Requirement
Write out all the data again, exactly as it stands.
___ Excerpted records ___
use crate::models::{ListingOutcome, RestaurantMenu, RestaurantRecord, ScrapeResult};

/// Menu items listed per restaurant before the rest is summarised.
const MENU_PREVIEW_ITEMS: usize = 5;
const RULE_WIDTH: usize = 80;

fn or_dash<T: ToString>(value: Option<T>) -> String {
    value.map(|v| v.to_string()).unwrap_or_else(|| "-".to_string())
}

pub fn format_restaurants(restaurants: &[RestaurantRecord]) -> String {
    let mut out = String::new();
    out.push_str("\n🏪 RESTAURANTS:\n");
    out.push_str(&"=".repeat(RULE_WIDTH));
    out.push('\n');

    for (index, restaurant) in restaurants.iter().enumerate() {
        out.push_str(&format!("{:2}. {}\n", index + 1, restaurant.name));
        out.push_str(&format!("    📍 {} • {}\n", restaurant.area, restaurant.cuisines));
        out.push_str(&format!(
            "    ⭐ Rating: {} • 🕐 Delivery: {} min\n",
            or_dash(restaurant.rating),
            or_dash(restaurant.delivery_time)
        ));
        out.push_str(&format!("    💰 Cost for two: {}\n", restaurant.cost_for_two));
        out.push_str(&format!("    (lat={}, lng={})\n\n", restaurant.lat, restaurant.lng));
    }

    out
}

pub fn format_menus(menus: &[RestaurantMenu]) -> String {
    let mut out = String::new();
    if menus.is_empty() {
        return out;
    }

    out.push_str("\n🍽️ MENU ITEMS:\n");
    out.push_str(&"=".repeat(RULE_WIDTH));
    out.push('\n');

    for menu in menus {
        out.push_str(&format!("\n📋 {} ({} items):\n", menu.restaurant_name, menu.items.len()));
        for item in menu.items.iter().take(MENU_PREVIEW_ITEMS) {
            out.push_str(&format!("    • {} - ₹{:.0} ({})\n", item.item_name, item.price, item.veg));
        }
        if menu.items.len() > MENU_PREVIEW_ITEMS {
            out.push_str(&format!(
                "    ... and {} more items\n",
                menu.items.len() - MENU_PREVIEW_ITEMS
            ));
        }
    }

    out
}

/// Explanation of a search that produced no restaurants; `None` when something was found.
pub fn format_outcome(result: &ScrapeResult, smart_search: bool) -> Option<String> {
    let origin = result.origin;
    let mut text = match &result.outcome {
        ListingOutcome::Found(_) => return None,
        ListingOutcome::Unserviceable => format!("🚫 Swiggy does not deliver to {}", origin),
        ListingOutcome::Empty if smart_search => format!("😕 No restaurants found near {}", origin),
        ListingOutcome::Empty => format!(
            "😕 No restaurants found near {}\nTry again with --smart-search to probe nearby points",
            origin
        ),
        ListingOutcome::Failed(reason) => {
            format!("❌ Could not fetch restaurants near {}: {}", origin, reason)
        }
    };
    text.push_str(&format!("\nTime: {:.2}s", result.elapsed.as_secs_f64()));
    Some(text)
}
___
Response
use crate::models::{ListingOutcome, RestaurantMenu, RestaurantRecord, ScrapeResult};

/// Menu items listed per restaurant before the rest is summarised.
const MENU_PREVIEW_ITEMS: usize = 5;
const RULE_WIDTH: usize = 80;

fn or_dash<T: ToString>(value: Option<T>) -> String {
    value.map(|v| v.to_string()).unwrap_or_else(|| "-".to_string())
}

pub fn format_restaurants(restaurants: &[RestaurantRecord]) -> String {
    let mut out = String::new();
    out.push_str("\n🏪 RESTAURANTS:\n");
    out.push_str(&"=".repeat(RULE_WIDTH));
    out.push('\n');

    for (index, restaurant) in restaurants.iter().enumerate() {
        out.push_str(&format!("{:2}. {}\n", index + 1, restaurant.name));
        out.push_str(&format!("    📍 {} • {}\n", restaurant.area, restaurant.cuisines));
        out.push_str(&format!(
            "    ⭐ Rating: {} • 🕐 Delivery: {} min\n",
            or_dash(restaurant.rating),
            or_dash(restaurant.delivery_time)
        ));
        out.push_str(&format!("    💰 Cost for two: {}\n", restaurant.cost_for_two));
        out.push_str(&format!("    (lat={}, lng={})\n\n", restaurant.lat, restaurant.lng));
    }

    out
}

pub fn format_menus(menus: &[RestaurantMenu]) -> String {
    let mut out = String::new();
    if menus.is_empty() {
        return out;
    }

    out.push_str("\n🍽️ MENU ITEMS:\n");
    out.push_str(&"=".repeat(RULE_WIDTH));
    out.push('\n');

    for menu in menus {
        out.push_str(&format!("\n📋 {} ({} items):\n", menu.restaurant_name, menu.items.len()));
        for item in menu.items.iter().take(MENU_PREVIEW_ITEMS) {
            out.push_str(&format!("    • {} - ₹{:.0} ({})\n", item.item_name, item.price, item.veg));
        }
        if menu.items.len() > MENU_PREVIEW_ITEMS {
            out.push_str(&format!(
                "    ... and {} more items\n",
                menu.items.len() - MENU_PREVIEW_ITEMS
            ));
        }
    }

    out
}

/// Explanation of a search that produced no restaurants; `None` when something was found.
pub fn format_outcome(result: &ScrapeResult, smart_search: bool) -> Option<String> {
    let origin = result.origin;
    let mut text = match &result.outcome {
        ListingOutcome::Found(_) => return None,
        ListingOutcome::Unserviceable => format!("🚫 Swiggy does not deliver to {}", origin),
        ListingOutcome::Empty if smart_search => format!("😕 No restaurants found near {}", origin),
        ListingOutcome::Empty => format!(
            "😕 No restaurants found near {}\nTry again with --smart-search to probe nearby points",
            origin
        ),
        ListingOutcome::Failed(reason) => {
            format!("❌ Could not fetch restaurants near {}: {}", origin, reason)
        }
    };
    text.push_str(&format!("\nTime: {:.2}s", result.elapsed.as_secs_f64()));
    Some(text)
}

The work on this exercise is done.